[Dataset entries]
------------
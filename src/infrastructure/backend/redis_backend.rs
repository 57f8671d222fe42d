//! Redis-backed store implementation.

use super::service::{BackendError, BackendResult, RedirectBackend, ScanPage};
use async_trait::async_trait;
use redis::{AsyncCommands, Client, aio::ConnectionManager};
use tracing::{debug, error, info};

/// Redis implementation of the redirect store.
///
/// Keys are the raw `from` paths and values the `to` paths, with no key
/// prefix: the service owns its Redis database, which keeps `DBSIZE` usable
/// as the total redirect count. Uses `ConnectionManager` for connection
/// reuse and reconnection.
pub struct RedisBackend {
    client: ConnectionManager,
}

impl RedisBackend {
    /// Connects to Redis and validates the connection with a PING.
    ///
    /// # Errors
    ///
    /// Returns [`BackendError::Connection`] if the URL is invalid, the
    /// connection cannot be established, or the PING fails.
    pub async fn connect(redis_url: &str) -> BackendResult<Self> {
        info!("Connecting to Redis at {}", redis_url);

        let client = Client::open(redis_url).map_err(|e| {
            BackendError::Connection(format!("Failed to create Redis client: {}", e))
        })?;

        let manager = ConnectionManager::new(client)
            .await
            .map_err(|e| BackendError::Connection(format!("Failed to connect to Redis: {}", e)))?;

        let mut test_conn = manager.clone();
        test_conn
            .ping::<()>()
            .await
            .map_err(|e| BackendError::Connection(format!("Redis PING failed: {}", e)))?;

        info!("✓ Connected to Redis");

        Ok(Self { client: manager })
    }
}

#[async_trait]
impl RedirectBackend for RedisBackend {
    async fn get(&self, key: &str) -> BackendResult<String> {
        let mut conn = self.client.clone();

        match conn.get::<_, Option<String>>(key).await {
            Ok(Some(value)) => Ok(value),
            Ok(None) => Err(BackendError::NotFound(key.to_string())),
            Err(e) => {
                error!("Redis GET error for {}: {}", key, e);
                Err(BackendError::Operation(e.to_string()))
            }
        }
    }

    async fn set(&self, key: &str, value: &str) -> BackendResult<()> {
        let mut conn = self.client.clone();

        conn.set::<_, _, ()>(key, value).await.map_err(|e| {
            error!("Redis SET error for {}: {}", key, e);
            BackendError::Operation(e.to_string())
        })?;

        debug!("Stored redirect {} -> {}", key, value);
        Ok(())
    }

    async fn delete(&self, key: &str) -> BackendResult<()> {
        let mut conn = self.client.clone();

        let deleted = conn.del::<_, i64>(key).await.map_err(|e| {
            error!("Redis DEL error for {}: {}", key, e);
            BackendError::Operation(e.to_string())
        })?;

        if deleted == 0 {
            return Err(BackendError::NotFound(key.to_string()));
        }

        debug!("Deleted redirect {}", key);
        Ok(())
    }

    async fn scan(&self, count: i64, cursor: u64) -> BackendResult<ScanPage> {
        let mut conn = self.client.clone();

        let mut cmd = redis::cmd("SCAN");
        cmd.arg(cursor);
        // Redis rejects COUNT 0; omitting the hint falls back to the server
        // default, which is what a degenerate count means here.
        if count > 0 {
            cmd.arg("COUNT").arg(count);
        }

        let (next_cursor, keys): (u64, Vec<String>) = cmd
            .query_async(&mut conn)
            .await
            .map_err(|e| {
                error!("Redis SCAN error at cursor {}: {}", cursor, e);
                BackendError::Operation(e.to_string())
            })?;

        let mut page = ScanPage {
            next_cursor,
            ..ScanPage::default()
        };

        if keys.is_empty() {
            return Ok(page);
        }

        let values: Vec<Option<String>> = conn.mget(&keys).await.map_err(|e| {
            error!("Redis MGET error: {}", e);
            BackendError::Operation(e.to_string())
        })?;

        for (key, value) in keys.into_iter().zip(values) {
            // A key can vanish between SCAN and MGET; skip it rather than
            // report an empty destination.
            if let Some(value) = value {
                page.pairs.insert(key, value);
            }
        }

        Ok(page)
    }

    async fn count_all(&self) -> BackendResult<i64> {
        let mut conn = self.client.clone();

        redis::cmd("DBSIZE")
            .query_async(&mut conn)
            .await
            .map_err(|e| {
                error!("Redis DBSIZE error: {}", e);
                BackendError::Operation(e.to_string())
            })
    }

    async fn health_check(&self) -> bool {
        let mut conn = self.client.clone();
        conn.ping::<()>().await.is_ok()
    }
}
//! Handler for health check endpoint.

use axum::{Json, extract::State, http::StatusCode};

use crate::api::dto::health::{CheckStatus, HealthChecks, HealthResponse};
use crate::state::AppState;

/// Returns service health status with component checks.
///
/// # Endpoint
///
/// `GET /health`
///
/// # Response Codes
///
/// - **200 OK**: backend reachable
/// - **503 Service Unavailable**: backend check failed
pub async fn health_handler(
    State(state): State<AppState>,
) -> Result<Json<HealthResponse>, (StatusCode, Json<HealthResponse>)> {
    let backend_check = check_backend(&state).await;

    let healthy = backend_check.status == "ok";

    let response = HealthResponse {
        status: if healthy { "healthy" } else { "degraded" }.to_string(),
        version: env!("CARGO_PKG_VERSION").to_string(),
        checks: HealthChecks {
            backend: backend_check,
        },
    };

    if healthy {
        Ok(Json(response))
    } else {
        Err((StatusCode::SERVICE_UNAVAILABLE, Json(response)))
    }
}

/// Checks store connectivity via the backend's ping.
async fn check_backend(state: &AppState) -> CheckStatus {
    if state.redirects.health_check().await {
        CheckStatus {
            status: "ok".to_string(),
            message: Some("Backend connected".to_string()),
        }
    } else {
        CheckStatus {
            status: "error".to_string(),
            message: Some("Backend connection failed".to_string()),
        }
    }
}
------------
• [Required work] Every line above from the line with "prefix: the service" to the line with "the PING fails.", both included, must be reproduced exactly, and no other line may appear.

• [Solution to this task]
/// prefix: the service owns its Redis database, which keeps `DBSIZE` usable
/// as the total redirect count. Uses `ConnectionManager` for connection
/// reuse and reconnection.
pub struct RedisBackend {
    client: ConnectionManager,
}

impl RedisBackend {
    /// Connects to Redis and validates the connection with a PING.
    ///
    /// # Errors
    ///
    /// Returns [`BackendError::Connection`] if the URL is invalid, the
    /// connection cannot be established, or the PING fails.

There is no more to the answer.